EXERCISE BRIEF:
Report each line from the data below that holds the word "radius".

LISTED ENTRIES Block Start

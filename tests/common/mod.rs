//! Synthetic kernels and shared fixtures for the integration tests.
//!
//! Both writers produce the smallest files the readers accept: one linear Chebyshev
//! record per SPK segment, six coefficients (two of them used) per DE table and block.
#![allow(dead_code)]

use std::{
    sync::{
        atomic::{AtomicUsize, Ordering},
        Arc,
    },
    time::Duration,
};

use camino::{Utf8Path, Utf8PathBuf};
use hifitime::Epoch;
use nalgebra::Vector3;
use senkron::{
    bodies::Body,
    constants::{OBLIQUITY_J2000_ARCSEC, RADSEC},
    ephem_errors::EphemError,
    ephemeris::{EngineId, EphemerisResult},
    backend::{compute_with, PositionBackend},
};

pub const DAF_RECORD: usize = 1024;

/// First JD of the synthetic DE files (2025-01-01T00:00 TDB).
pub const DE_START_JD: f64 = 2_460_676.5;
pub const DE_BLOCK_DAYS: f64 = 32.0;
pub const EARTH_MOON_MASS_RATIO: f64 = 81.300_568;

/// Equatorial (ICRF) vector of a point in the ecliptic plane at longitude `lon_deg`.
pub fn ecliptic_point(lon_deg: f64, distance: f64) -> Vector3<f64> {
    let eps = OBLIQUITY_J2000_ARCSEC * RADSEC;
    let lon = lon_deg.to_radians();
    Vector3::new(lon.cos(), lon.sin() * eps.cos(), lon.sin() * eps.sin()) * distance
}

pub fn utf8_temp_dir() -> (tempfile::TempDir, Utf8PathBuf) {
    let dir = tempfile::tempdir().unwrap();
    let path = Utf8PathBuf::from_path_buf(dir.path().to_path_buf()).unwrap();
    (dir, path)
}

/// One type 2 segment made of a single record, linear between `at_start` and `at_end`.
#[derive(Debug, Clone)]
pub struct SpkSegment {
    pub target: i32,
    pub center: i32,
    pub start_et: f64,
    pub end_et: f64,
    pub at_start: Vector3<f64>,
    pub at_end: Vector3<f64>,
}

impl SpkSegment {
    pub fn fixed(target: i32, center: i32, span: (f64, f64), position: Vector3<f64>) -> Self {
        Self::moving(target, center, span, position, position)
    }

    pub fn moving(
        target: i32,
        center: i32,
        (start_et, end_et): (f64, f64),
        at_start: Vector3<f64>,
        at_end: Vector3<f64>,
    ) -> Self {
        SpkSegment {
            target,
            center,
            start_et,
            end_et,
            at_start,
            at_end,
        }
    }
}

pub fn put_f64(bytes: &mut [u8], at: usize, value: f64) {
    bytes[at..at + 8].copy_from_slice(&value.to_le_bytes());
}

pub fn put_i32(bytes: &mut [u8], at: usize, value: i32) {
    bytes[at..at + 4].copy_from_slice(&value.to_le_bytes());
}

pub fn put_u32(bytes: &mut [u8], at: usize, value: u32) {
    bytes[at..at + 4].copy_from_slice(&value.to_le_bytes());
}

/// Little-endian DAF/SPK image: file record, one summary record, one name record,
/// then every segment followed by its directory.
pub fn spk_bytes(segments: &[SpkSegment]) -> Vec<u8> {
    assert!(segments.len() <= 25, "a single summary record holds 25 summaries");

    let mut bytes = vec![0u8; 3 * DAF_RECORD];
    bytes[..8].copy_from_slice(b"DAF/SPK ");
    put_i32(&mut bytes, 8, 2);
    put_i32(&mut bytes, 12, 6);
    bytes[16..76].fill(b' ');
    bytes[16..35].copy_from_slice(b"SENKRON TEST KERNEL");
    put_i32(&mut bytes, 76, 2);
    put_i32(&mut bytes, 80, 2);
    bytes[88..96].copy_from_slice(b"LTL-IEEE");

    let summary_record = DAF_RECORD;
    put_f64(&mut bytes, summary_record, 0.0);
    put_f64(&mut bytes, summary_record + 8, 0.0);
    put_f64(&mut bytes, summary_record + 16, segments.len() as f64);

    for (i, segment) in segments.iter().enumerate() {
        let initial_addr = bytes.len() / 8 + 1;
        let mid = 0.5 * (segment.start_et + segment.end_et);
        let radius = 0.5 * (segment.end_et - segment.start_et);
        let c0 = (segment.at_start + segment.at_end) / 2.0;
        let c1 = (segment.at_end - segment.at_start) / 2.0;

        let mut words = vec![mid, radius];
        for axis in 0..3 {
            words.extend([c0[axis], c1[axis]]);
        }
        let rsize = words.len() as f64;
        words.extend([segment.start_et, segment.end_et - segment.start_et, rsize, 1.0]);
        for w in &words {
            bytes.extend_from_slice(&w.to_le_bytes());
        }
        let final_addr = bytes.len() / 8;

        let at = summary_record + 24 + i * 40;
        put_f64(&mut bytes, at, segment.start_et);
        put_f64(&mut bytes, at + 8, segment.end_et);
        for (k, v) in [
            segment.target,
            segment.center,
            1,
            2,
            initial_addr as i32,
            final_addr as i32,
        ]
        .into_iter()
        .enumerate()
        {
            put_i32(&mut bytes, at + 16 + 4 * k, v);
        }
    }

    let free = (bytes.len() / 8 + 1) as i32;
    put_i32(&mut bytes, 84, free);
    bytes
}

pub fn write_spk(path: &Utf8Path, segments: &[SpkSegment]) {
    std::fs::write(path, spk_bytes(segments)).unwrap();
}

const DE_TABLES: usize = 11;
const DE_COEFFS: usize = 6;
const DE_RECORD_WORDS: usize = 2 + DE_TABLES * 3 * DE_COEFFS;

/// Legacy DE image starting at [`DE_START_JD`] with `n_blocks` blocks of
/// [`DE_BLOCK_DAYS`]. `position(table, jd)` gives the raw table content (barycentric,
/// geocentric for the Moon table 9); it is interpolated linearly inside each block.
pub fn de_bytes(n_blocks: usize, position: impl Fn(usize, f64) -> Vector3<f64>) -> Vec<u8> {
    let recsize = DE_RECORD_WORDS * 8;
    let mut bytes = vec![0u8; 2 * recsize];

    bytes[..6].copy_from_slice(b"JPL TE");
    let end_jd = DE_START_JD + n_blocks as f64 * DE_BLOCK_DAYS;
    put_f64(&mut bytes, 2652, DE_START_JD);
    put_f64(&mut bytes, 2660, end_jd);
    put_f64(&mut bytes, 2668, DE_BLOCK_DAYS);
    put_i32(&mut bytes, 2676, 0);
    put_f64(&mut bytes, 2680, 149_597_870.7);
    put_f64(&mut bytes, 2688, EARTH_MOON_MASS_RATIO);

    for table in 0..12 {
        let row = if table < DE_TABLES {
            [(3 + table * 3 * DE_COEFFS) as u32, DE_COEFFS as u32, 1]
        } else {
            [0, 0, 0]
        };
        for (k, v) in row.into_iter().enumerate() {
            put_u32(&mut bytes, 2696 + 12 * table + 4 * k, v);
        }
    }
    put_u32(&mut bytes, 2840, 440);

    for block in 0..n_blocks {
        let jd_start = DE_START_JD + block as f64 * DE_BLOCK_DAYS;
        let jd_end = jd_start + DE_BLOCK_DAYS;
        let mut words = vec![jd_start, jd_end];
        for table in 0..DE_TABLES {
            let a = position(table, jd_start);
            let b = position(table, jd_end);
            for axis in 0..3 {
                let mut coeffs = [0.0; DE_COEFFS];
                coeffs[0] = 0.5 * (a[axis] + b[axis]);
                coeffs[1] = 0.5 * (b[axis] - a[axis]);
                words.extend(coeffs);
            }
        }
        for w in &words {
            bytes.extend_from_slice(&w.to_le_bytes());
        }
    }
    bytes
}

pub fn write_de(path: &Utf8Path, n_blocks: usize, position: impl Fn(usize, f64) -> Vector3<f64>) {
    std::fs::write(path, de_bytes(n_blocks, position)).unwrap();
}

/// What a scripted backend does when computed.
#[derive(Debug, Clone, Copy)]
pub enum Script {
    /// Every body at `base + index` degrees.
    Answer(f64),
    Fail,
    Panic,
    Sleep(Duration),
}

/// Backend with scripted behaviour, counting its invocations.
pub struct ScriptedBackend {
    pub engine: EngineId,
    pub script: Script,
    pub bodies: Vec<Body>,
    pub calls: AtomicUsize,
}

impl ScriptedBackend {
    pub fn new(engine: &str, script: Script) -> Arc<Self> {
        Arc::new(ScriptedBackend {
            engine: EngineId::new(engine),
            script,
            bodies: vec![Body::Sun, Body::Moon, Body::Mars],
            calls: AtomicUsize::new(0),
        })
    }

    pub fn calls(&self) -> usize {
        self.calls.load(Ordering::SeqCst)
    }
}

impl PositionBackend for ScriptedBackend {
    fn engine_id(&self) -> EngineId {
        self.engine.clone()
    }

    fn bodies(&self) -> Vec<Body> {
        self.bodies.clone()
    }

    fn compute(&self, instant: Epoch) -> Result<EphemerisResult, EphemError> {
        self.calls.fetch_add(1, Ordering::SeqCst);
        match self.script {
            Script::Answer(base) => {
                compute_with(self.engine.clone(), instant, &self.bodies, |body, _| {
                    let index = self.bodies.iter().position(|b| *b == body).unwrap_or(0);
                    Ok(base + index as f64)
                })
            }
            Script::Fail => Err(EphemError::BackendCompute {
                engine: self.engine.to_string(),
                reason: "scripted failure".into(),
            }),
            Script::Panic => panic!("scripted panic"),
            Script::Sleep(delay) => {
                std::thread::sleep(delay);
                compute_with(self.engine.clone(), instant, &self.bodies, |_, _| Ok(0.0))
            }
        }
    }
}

LISTED ENTRIES Block End
LISTED ENTRIES Block Start

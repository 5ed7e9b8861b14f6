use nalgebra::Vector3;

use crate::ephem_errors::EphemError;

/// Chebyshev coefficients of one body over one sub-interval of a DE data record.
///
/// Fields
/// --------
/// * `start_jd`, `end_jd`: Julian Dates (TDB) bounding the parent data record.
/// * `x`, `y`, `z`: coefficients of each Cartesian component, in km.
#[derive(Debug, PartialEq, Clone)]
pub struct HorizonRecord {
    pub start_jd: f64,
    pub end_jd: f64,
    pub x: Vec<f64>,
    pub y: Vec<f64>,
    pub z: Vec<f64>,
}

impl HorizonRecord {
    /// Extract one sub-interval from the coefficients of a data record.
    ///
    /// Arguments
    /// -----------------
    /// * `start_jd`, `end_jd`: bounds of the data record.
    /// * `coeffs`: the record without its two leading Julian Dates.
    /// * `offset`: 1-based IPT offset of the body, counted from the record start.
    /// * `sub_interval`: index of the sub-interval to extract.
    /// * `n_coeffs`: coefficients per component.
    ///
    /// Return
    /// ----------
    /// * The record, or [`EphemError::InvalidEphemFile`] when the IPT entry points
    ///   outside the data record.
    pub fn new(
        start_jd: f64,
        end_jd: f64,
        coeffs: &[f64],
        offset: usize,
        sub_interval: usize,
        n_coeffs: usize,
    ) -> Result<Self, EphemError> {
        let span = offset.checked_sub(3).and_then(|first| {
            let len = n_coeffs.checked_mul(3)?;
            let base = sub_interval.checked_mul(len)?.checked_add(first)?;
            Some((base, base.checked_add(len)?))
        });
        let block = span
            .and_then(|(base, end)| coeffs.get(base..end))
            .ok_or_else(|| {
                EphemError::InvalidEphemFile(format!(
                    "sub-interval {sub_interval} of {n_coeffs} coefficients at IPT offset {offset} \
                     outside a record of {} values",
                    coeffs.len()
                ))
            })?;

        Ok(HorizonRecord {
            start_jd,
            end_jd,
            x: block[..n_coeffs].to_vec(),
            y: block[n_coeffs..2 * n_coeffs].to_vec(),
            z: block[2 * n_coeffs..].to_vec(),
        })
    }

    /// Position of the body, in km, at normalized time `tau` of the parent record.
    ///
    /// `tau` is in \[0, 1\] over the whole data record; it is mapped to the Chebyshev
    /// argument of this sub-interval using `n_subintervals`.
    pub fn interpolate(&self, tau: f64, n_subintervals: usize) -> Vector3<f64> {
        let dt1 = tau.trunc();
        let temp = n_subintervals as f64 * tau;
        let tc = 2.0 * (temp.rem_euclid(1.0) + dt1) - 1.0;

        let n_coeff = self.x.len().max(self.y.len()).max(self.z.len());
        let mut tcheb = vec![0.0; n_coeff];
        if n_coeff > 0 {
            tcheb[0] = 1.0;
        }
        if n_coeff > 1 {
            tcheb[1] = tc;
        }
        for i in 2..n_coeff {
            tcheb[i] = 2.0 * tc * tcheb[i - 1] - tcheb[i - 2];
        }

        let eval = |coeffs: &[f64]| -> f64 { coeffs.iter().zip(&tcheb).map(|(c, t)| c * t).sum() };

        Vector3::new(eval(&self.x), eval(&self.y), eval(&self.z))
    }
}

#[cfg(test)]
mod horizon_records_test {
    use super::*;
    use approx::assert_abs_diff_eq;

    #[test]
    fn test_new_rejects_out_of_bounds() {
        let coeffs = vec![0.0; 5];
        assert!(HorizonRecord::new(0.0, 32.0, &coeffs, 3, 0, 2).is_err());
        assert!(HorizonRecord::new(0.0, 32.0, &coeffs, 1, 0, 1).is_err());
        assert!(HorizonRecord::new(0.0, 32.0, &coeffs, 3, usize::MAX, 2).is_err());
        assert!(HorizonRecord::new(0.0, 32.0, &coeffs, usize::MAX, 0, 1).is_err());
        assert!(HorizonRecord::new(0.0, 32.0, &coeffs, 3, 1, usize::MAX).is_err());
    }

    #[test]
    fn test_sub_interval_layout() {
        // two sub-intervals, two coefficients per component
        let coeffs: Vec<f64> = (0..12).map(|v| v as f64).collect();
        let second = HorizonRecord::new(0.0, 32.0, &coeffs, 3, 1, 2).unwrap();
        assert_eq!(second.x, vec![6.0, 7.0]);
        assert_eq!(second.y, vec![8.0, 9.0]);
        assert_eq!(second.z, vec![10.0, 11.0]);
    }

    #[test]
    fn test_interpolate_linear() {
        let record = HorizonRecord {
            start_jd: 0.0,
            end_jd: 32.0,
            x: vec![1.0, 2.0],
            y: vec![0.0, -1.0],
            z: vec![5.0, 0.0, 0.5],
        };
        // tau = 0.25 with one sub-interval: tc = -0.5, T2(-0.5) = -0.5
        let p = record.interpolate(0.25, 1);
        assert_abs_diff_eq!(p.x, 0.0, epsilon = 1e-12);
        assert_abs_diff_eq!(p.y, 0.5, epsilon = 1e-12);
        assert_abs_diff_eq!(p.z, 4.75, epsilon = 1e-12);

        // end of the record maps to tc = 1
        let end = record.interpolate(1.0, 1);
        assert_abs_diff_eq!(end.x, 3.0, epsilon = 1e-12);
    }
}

LISTED ENTRIES Block End

TASK RESPONSE:
        let radius = 0.5 * (segment.end_et - segment.start_et);
        let mut words = vec![mid, radius];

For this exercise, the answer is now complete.